Start of Data supplied

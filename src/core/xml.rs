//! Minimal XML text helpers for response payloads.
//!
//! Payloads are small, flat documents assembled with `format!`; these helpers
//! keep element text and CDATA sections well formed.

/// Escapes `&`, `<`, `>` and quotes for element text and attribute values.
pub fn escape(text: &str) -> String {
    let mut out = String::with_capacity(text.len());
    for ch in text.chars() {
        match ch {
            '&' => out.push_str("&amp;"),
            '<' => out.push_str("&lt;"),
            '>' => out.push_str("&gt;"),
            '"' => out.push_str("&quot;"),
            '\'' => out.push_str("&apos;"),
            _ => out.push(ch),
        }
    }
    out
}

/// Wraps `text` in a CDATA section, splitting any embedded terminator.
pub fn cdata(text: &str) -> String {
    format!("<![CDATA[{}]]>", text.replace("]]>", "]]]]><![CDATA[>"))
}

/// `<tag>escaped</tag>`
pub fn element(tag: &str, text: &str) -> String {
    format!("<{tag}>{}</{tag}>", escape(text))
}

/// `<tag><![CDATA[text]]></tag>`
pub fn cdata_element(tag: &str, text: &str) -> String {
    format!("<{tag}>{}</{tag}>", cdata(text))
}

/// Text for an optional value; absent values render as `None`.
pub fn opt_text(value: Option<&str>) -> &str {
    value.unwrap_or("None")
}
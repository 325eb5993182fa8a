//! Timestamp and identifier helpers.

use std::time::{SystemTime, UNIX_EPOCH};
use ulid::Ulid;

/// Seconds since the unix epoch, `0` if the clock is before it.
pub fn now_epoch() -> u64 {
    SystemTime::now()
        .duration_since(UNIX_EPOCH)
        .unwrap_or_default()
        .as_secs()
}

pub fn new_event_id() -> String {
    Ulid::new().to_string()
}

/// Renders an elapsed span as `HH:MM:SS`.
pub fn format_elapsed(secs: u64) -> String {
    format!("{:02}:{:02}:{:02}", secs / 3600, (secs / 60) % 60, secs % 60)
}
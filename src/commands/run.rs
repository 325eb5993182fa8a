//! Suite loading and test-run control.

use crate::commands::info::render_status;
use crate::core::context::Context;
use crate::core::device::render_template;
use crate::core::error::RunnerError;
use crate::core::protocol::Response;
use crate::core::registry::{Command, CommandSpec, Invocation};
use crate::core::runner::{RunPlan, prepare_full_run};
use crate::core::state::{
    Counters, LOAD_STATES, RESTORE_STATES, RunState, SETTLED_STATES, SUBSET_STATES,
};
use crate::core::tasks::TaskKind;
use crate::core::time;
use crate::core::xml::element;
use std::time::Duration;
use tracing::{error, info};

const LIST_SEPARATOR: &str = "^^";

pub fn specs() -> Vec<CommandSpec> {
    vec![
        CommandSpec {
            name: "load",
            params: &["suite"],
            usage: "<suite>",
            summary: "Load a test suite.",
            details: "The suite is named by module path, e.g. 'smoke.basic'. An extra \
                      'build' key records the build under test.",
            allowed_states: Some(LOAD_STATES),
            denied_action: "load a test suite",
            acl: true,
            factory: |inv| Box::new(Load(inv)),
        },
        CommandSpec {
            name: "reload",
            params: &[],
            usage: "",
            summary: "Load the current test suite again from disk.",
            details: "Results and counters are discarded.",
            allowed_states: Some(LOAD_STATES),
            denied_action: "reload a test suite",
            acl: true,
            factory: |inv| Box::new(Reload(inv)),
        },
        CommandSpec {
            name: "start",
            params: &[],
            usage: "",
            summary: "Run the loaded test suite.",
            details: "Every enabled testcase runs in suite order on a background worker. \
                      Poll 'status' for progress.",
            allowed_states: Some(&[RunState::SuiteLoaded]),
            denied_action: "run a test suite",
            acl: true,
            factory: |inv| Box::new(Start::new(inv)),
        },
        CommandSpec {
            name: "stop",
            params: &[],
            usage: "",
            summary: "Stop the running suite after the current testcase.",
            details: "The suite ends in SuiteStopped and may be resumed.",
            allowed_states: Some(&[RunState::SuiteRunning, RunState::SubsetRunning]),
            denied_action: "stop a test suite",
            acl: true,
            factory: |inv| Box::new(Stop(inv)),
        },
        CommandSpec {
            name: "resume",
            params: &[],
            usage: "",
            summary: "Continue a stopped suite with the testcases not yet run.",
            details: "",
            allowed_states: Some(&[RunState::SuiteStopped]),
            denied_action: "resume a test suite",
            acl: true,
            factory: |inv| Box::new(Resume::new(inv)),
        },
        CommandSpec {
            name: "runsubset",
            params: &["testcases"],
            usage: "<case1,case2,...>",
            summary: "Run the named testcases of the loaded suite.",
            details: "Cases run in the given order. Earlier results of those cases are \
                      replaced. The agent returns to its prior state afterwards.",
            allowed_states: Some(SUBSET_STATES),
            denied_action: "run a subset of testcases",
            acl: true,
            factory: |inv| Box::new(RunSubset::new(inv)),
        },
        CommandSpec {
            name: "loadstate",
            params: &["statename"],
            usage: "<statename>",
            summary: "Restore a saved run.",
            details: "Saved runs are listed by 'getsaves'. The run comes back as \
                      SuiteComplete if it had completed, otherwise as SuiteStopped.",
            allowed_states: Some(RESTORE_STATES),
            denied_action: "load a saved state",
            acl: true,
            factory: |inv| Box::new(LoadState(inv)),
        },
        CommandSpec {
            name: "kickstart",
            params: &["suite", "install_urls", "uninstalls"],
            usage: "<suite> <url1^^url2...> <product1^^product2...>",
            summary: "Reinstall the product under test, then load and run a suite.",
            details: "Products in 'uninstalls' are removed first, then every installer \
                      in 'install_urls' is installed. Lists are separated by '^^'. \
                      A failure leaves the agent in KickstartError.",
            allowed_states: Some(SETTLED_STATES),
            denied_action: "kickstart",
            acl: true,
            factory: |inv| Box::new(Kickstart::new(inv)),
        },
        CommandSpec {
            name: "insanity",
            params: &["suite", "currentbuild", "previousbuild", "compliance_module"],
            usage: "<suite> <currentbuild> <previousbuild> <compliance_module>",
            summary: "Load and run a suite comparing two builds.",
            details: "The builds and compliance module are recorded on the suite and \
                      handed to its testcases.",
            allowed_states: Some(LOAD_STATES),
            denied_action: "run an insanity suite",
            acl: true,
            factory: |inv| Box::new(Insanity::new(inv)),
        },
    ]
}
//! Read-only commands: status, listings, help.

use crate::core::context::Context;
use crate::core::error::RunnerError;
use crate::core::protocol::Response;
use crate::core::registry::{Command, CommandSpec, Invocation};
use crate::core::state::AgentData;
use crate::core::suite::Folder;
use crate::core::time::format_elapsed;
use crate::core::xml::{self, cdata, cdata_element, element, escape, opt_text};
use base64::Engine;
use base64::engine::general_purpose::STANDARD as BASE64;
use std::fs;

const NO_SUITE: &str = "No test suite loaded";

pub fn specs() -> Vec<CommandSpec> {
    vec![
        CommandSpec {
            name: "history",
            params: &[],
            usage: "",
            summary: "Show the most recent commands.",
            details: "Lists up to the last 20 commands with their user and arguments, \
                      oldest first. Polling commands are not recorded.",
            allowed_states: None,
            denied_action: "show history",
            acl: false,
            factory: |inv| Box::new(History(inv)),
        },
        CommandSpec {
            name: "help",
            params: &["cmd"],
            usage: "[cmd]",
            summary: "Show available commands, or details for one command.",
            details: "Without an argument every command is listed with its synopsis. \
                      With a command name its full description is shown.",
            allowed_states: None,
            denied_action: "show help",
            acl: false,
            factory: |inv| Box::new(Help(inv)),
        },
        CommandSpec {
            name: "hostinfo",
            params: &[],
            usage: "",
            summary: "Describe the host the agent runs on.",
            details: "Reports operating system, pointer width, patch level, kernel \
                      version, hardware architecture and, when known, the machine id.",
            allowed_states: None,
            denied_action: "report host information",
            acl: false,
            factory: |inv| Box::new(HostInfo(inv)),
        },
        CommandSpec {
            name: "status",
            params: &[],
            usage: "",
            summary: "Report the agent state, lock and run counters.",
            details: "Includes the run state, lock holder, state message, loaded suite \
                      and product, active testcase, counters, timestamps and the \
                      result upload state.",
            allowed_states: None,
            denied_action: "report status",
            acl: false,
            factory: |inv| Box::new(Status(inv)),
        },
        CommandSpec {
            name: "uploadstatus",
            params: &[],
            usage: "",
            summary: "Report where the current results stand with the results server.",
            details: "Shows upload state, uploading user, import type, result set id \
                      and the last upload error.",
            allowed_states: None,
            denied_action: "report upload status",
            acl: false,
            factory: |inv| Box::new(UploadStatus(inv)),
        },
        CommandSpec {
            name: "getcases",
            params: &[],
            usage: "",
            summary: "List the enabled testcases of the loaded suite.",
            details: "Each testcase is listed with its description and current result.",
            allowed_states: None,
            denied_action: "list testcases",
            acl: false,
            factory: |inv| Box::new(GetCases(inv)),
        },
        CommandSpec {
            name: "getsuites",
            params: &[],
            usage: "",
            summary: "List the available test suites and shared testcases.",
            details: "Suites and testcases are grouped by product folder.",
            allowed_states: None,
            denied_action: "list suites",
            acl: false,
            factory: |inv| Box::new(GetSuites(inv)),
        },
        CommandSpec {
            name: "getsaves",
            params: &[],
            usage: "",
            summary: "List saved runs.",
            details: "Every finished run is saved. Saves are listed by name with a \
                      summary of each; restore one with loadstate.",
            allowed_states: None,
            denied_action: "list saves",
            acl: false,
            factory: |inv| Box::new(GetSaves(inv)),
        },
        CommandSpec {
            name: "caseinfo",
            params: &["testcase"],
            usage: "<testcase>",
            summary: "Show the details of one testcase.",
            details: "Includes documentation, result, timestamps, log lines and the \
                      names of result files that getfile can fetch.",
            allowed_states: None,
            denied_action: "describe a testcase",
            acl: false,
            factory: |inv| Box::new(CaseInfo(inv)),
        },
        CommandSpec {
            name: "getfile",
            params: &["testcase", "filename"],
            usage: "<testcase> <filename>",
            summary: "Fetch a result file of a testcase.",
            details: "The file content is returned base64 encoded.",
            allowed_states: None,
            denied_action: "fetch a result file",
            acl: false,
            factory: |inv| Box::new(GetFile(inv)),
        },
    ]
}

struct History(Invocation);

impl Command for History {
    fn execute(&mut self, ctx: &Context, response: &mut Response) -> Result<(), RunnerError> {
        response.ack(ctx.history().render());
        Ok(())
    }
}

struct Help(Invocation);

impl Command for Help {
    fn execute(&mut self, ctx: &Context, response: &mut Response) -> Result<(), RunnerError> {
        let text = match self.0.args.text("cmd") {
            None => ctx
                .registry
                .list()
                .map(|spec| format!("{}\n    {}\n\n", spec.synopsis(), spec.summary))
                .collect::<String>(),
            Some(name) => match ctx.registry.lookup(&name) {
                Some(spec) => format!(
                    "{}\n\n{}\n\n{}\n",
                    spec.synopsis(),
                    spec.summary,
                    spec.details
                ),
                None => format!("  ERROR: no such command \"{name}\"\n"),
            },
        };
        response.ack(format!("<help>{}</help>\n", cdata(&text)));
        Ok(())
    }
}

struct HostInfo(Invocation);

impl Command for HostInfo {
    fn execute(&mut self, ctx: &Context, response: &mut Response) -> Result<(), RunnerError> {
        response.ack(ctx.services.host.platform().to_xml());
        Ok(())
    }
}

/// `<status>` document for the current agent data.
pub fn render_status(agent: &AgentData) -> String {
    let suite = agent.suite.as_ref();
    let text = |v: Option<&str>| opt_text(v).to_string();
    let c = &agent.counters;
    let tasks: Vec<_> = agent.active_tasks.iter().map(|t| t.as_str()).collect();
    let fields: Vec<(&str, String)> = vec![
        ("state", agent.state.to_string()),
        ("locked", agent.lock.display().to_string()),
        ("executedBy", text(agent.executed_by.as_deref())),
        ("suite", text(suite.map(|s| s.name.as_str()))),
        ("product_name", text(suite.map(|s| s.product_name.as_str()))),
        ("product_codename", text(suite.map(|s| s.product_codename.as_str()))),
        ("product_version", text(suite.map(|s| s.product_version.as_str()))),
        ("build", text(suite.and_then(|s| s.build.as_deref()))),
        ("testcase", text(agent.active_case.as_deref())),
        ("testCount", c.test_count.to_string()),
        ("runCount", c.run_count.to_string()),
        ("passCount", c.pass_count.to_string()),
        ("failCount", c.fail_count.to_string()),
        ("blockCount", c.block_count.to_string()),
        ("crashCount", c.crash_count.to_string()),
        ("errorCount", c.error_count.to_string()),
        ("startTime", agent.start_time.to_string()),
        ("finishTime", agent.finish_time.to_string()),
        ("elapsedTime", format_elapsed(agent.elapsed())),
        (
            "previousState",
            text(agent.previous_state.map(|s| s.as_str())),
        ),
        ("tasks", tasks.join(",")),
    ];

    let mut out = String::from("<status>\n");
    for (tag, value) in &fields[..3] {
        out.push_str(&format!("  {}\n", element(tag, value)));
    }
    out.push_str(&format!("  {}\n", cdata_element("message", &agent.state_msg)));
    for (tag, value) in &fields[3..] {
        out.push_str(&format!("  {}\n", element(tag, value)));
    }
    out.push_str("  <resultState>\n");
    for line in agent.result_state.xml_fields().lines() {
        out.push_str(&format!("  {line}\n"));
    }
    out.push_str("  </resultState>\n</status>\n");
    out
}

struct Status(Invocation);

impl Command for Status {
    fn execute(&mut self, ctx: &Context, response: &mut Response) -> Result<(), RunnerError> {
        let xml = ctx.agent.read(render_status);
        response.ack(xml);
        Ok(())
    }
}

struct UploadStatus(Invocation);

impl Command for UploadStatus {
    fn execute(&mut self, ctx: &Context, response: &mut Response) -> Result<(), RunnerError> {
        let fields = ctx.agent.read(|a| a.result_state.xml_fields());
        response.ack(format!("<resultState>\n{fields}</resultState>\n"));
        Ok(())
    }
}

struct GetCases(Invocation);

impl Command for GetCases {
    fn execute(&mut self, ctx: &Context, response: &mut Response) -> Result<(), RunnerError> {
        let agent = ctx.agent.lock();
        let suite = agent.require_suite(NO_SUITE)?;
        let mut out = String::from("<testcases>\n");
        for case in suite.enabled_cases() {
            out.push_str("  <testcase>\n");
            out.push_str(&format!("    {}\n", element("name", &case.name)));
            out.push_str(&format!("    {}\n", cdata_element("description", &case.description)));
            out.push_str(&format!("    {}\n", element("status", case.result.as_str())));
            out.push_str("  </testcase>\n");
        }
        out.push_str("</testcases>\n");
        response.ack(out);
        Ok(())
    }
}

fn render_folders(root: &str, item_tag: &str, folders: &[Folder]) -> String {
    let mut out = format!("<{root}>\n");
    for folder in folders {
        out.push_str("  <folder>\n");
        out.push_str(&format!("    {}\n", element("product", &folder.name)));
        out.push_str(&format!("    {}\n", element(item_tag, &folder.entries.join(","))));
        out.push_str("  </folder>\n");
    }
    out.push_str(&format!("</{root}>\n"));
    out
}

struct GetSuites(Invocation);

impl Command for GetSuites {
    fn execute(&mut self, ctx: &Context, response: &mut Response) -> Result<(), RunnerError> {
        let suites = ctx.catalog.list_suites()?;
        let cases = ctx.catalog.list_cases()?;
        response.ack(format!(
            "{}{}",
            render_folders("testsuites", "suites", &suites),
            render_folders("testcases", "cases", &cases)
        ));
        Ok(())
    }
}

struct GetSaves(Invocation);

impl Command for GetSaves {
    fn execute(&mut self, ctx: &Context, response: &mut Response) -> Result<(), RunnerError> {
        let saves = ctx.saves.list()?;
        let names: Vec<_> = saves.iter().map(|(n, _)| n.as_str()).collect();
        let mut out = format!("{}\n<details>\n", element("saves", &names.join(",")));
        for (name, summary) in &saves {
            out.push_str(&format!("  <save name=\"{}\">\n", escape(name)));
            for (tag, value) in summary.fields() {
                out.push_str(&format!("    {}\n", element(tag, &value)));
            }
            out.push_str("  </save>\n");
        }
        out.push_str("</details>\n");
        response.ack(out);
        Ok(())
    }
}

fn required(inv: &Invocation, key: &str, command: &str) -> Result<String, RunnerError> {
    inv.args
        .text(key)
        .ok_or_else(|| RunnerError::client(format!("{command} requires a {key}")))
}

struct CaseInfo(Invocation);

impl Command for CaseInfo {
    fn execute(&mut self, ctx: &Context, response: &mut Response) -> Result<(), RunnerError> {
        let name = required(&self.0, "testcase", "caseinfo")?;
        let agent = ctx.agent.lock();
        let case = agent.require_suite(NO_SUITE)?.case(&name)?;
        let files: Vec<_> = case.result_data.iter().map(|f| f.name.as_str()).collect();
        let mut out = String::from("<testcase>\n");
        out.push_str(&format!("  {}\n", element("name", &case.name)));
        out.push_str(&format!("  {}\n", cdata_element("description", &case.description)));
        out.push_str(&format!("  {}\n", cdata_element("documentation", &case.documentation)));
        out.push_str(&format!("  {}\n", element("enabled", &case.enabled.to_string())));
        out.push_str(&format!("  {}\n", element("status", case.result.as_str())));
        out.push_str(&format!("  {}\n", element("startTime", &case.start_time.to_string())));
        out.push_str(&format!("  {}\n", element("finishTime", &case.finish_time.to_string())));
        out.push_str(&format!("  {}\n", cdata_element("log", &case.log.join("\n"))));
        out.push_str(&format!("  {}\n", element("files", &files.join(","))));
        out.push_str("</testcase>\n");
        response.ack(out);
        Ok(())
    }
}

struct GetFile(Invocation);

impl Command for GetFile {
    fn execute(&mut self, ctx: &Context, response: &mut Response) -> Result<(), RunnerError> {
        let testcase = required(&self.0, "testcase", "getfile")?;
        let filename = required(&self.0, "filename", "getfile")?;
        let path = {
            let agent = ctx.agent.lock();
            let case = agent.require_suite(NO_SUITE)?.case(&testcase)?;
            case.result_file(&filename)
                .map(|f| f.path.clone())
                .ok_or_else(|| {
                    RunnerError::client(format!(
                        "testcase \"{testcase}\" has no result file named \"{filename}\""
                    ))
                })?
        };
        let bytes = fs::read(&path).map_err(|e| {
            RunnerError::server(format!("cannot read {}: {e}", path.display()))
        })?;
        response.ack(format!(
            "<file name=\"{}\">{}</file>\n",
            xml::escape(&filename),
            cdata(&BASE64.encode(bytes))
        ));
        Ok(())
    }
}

End of Data supplied

Task item: Copy every line of the data where "documentation" is found.

Reply:
            details: "Includes documentation, result, timestamps, log lines and the \
        out.push_str(&format!("  {}\n", cdata_element("documentation", &case.documentation)));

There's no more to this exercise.